Currently, I am taking a course in Web 2.0/Social Media. The only social media platform I use with any frequency is Facebook, but I recognize that as librarians, it’s important for us to learn about what else is out there. In The Cybrarian’s Web, author Cheryl Ann Peltier-Davis says the advantages of Web 2.0 tools includes “delivery of highly customized…service to clients,” furthering “the democratization of the web,” and enabling “survival in a competitive landscape.”[1] Experiencing different tools helps us stay current, and enables us to promote our libraries where many of our users hang out online. Some of the tools discussed below may not be new, but are worth checking out, and are detailed in Peltier-Davis’ book.[2]

Jing (Free)

Created by Techsmith, Jing is a screen capture/screencasting software that is free to download. It’s easy to use and lives at the top of your computer screen so users can easily takes pictures of what’s on the screen. Videos are limited to 5 minutes however. This tool is perfect for making short tutorials for patrons.

Shelfari (Free)

Acquired by Amazon in 2008, Shelfari allows users to search for, share, and review their favorite books. The “virtual bookshelves” can be made public or private. Users who already have an Amazon account can use those credentials to login. This tool is great for reader’s advisory, and can be linked with Facebook and Twitter.

Libguides (Paid)

Libguides is a powerful content management system that enables creation of educational websites. Often used by academic libraries, it is superb for creating subject guides. It could be used in public libraries for teen or college students who need assistance with complex assignments, or for genealogical researchers.

Ustream (Free/Paid)

Ustream is a “web-based broadcasting [platform].” Users can sign up with their existing Facebook account, and are able to broadcast to multiple users. All that’s needed is a computer with an internet connection, microphone, and webcam. Users can even use iPads to create and watch shows. To access more advanced features, you need to pay after the 30 day trial. Potentially, this could be used for online programming, such as tutorials or homework help.

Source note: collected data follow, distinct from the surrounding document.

impl RestClient {
    /// Create a client for the given API base URL.
    ///
    /// # Errors
    ///
    /// Returns [`ApiError::Transport`] if the HTTP client cannot be built.
    pub fn new(
        base_url: &str,
        tokens: Arc<dyn TokenProvider>,
        directory: DirectoryHandle,
    ) -> Result<Self, ApiError> {
        let http = reqwest::Client::builder().timeout(REQUEST_TIMEOUT).build()?;
        Ok(Self {
            http,
            base_url: base_url.trim_end_matches('/').to_string(),
            tokens,
            directory,
        })
    }

    /// Send one request, refreshing the token and retrying once on 401.
    ///
    /// # Errors
    ///
    /// Returns [`ApiError`] on transport or token failures. HTTP error
    /// statuses are returned as responses, not errors.
    pub async fn request<T, B>(
        &self,
        method: Method,
        endpoint: &str,
        body: Option<&B>,
        query: &[(&str, String)],
    ) -> Result<ApiResponse<T>, ApiError>
    where
        T: DeserializeOwned,
        B: Serialize + ?Sized,
    {
        let url = format!("{}/{}", self.base_url, endpoint.trim_start_matches('/'));
        let mut token = self.tokens.access_token().await?;
        let mut retried = false;

        loop {
            let mut builder = self
                .http
                .request(method.clone(), &url)
                .bearer_auth(&token)
                .header(reqwest::header::ACCEPT, "*/*");
            if !query.is_empty() {
                builder = builder.query(query);
            }
            if let Some(body) = body {
                builder = builder.json(body);
            }

            tracing::debug!(%method, endpoint, "Sending API request");
            let response = builder.send().await?;
            let status = response.status();

            if status == StatusCode::UNAUTHORIZED && !retried {
                tracing::warn!(endpoint, "Access token expired, refreshing and retrying");
                token = self.tokens.refresh().await?;
                retried = true;
                continue;
            }

            let headers = response
                .headers()
                .iter()
                .filter_map(|(name, value)| {
                    value
                        .to_str()
                        .ok()
                        .map(|value| (name.as_str().to_string(), value.to_string()))
                })
                .collect();
            let text = response.text().await?;

            if !status.is_success() {
                tracing::warn!(endpoint, status = status.as_u16(), "API request failed");
            }
            return Ok(ApiResponse::parse(status, headers, text));
        }
    }

    fn resolve_ids<I, T>(&self, items: I) -> Result<Vec<InstrumentId>, BatchError>
    where
        I: IntoIterator<Item = T>,
        T: Into<InstrumentRef>,
    {
        let items: Vec<InstrumentRef> = items.into_iter().map(Into::into).collect();
        self.directory.load().resolve_all(&items)
    }

    // -------------------------------------------------------------------------
    // Market Data
    // -------------------------------------------------------------------------

    /// Last traded prices for instruments.
    ///
    /// # Errors
    ///
    /// Returns [`ApiError`] if an instrument cannot be resolved or the call fails.
    pub async fn ltp<I, T>(&self, instruments: I) -> Result<ApiResponse<Value>, ApiError>
    where
        I: IntoIterator<Item = T>,
        T: Into<InstrumentRef>,
    {
        let ids = self.resolve_ids(instruments)?;
        self.request(Method::POST, "marketfeed/ltp", Some(&json!({ "InstrumentIds": ids })), &[])
            .await
    }

    /// Full quotes for instruments.
    ///
    /// # Errors
    ///
    /// Returns [`ApiError`] if an instrument cannot be resolved or the call fails.
    pub async fn quote<I, T>(&self, instruments: I) -> Result<ApiResponse<Value>, ApiError>
    where
        I: IntoIterator<Item = T>,
        T: Into<InstrumentRef>,
    {
        let ids = self.resolve_ids(instruments)?;
        self.request(Method::POST, "marketfeed/quote", Some(&json!({ "InstrumentIds": ids })), &[])
            .await
    }

    /// Option chain for an underlying symbol and expiry.
    ///
    /// # Errors
    ///
    /// Returns [`ApiError`] if the call fails.
    pub async fn option_chain(
        &self,
        symbol: &str,
        expiry_date: &str,
    ) -> Result<ApiResponse<Value>, ApiError> {
        let body = json!({ "symbol": symbol, "expiryDate": expiry_date });
        self.request(Method::POST, "marketfeed/optionChain", Some(&body), &[])
            .await
    }

    /// Historical data for one instrument.
    ///
    /// # Errors
    ///
    /// Returns [`ApiError`] if the instrument cannot be resolved or the call fails.
    pub async fn historical_data(
        &self,
        instrument: impl Into<InstrumentRef>,
        from: &str,
        to: &str,
    ) -> Result<ApiResponse<Value>, ApiError> {
        let ids = self.resolve_ids([instrument.into()])?;
        let body = json!({ "Instrument": ids.first(), "from": from, "to": to });
        self.request(Method::POST, "marketfeed/historicalData", Some(&body), &[])
            .await
    }

    // -------------------------------------------------------------------------
    // Orders
    // -------------------------------------------------------------------------

    /// All orders.
    ///
    /// # Errors
    ///
    /// Returns [`ApiError`] if the call fails.
    pub async fn orders(&self) -> Result<ApiResponse<Value>, ApiError> {
        tracing::info!("Fetching all orders");
        self.request::<Value, Value>(Method::GET, "orders", None, &[]).await
    }

    /// One order by its platform id.
    ///
    /// # Errors
    ///
    /// Returns [`ApiError`] if the call fails.
    pub async fn order_by_id(&self, order_id: i64) -> Result<ApiResponse<Value>, ApiError> {
        tracing::info!(order_id, "Fetching order");
        self.request::<Value, Value>(Method::GET, &format!("orders/{order_id}"), None, &[])
            .await
    }

    /// Place an order.
    ///
    /// # Errors
    ///
    /// Returns [`ApiError`] if the call fails.
    pub async fn place_order<B: Serialize + ?Sized>(
        &self,
        order: &B,
    ) -> Result<ApiResponse<Value>, ApiError> {
        tracing::info!("Placing order");
        self.request(Method::POST, "orders/placeOrder", Some(order), &[])
            .await
    }

    /// Modify an open order.
    ///
    /// # Errors
    ///
    /// Returns [`ApiError`] if the call fails.
    pub async fn modify_order<B: Serialize + ?Sized>(
        &self,
        order: &B,
    ) -> Result<ApiResponse<Value>, ApiError> {
        tracing::info!("Modifying order");
        self.request(Method::PUT, "orders/modifyOrder", Some(order), &[])
            .await
    }

    /// Cancel an order.
    ///
    /// # Errors
    ///
    /// Returns [`ApiError`] if the call fails.
    pub async fn cancel_order(
        &self,
        instrument_id: InstrumentId,
        exchange_order_id: i64,
    ) -> Result<ApiResponse<Value>, ApiError> {
        tracing::info!(instrument_id, exchange_order_id, "Cancelling order");
        let query = [
            ("instrumentId", instrument_id.to_string()),
            ("exchangeOrderId", exchange_order_id.to_string()),
        ];
        self.request::<Value, Value>(Method::DELETE, "orders/cancelOrder", None, &query)
            .await
    }

    // -------------------------------------------------------------------------
    // Signals
    // -------------------------------------------------------------------------

    /// Publish a strategy signal.
    ///
    /// # Errors
    ///
    /// Returns [`ApiError`] if the call fails.
    pub async fn send_signal<B: Serialize + ?Sized>(
        &self,
        signal: &B,
    ) -> Result<ApiResponse<Value>, ApiError> {
        tracing::info!("Sending signal");
        self.request(Method::POST, "signals", Some(signal), &[]).await
    }

    // -------------------------------------------------------------------------
    // Positions, Trades, Statistics
    // -------------------------------------------------------------------------

    /// All positions.
    ///
    /// # Errors
    ///
    /// Returns [`ApiError`] if the call fails.
    pub async fn positions(&self) -> Result<ApiResponse<Value>, ApiError> {
        self.request::<Value, Value>(Method::GET, "positions", None, &[]).await
    }

    /// All trades.
    ///
    /// # Errors
    ///
    /// Returns [`ApiError`] if the call fails.
    pub async fn trades(&self) -> Result<ApiResponse<Value>, ApiError> {
        self.request::<Value, Value>(Method::GET, "trades", None, &[]).await
    }

    /// Strategy statistics.
    ///
    /// # Errors
    ///
    /// Returns [`ApiError`] if the call fails.
    pub async fn statistics(&self) -> Result<ApiResponse<Value>, ApiError> {
        self.request::<Value, Value>(Method::GET, "strategy/statistics", None, &[])
            .await
    }
}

There are many more wonderful resources available for libraries to engage their patrons and keep up with today’s trends. Finding tools that can be easily integrated into what your library is already doing can make utilizing Web 2.0 platforms easier. Hopefully these will jumpstart some creative ideas for your library.

[1] Cheryl Ann Peltier-Davis, The Cybrarian’s Web: An A-Z Guide to 101 Free Web 2.0 Tools and Other Resources, (Medford: Information Today, 2012).

[2] Ibid.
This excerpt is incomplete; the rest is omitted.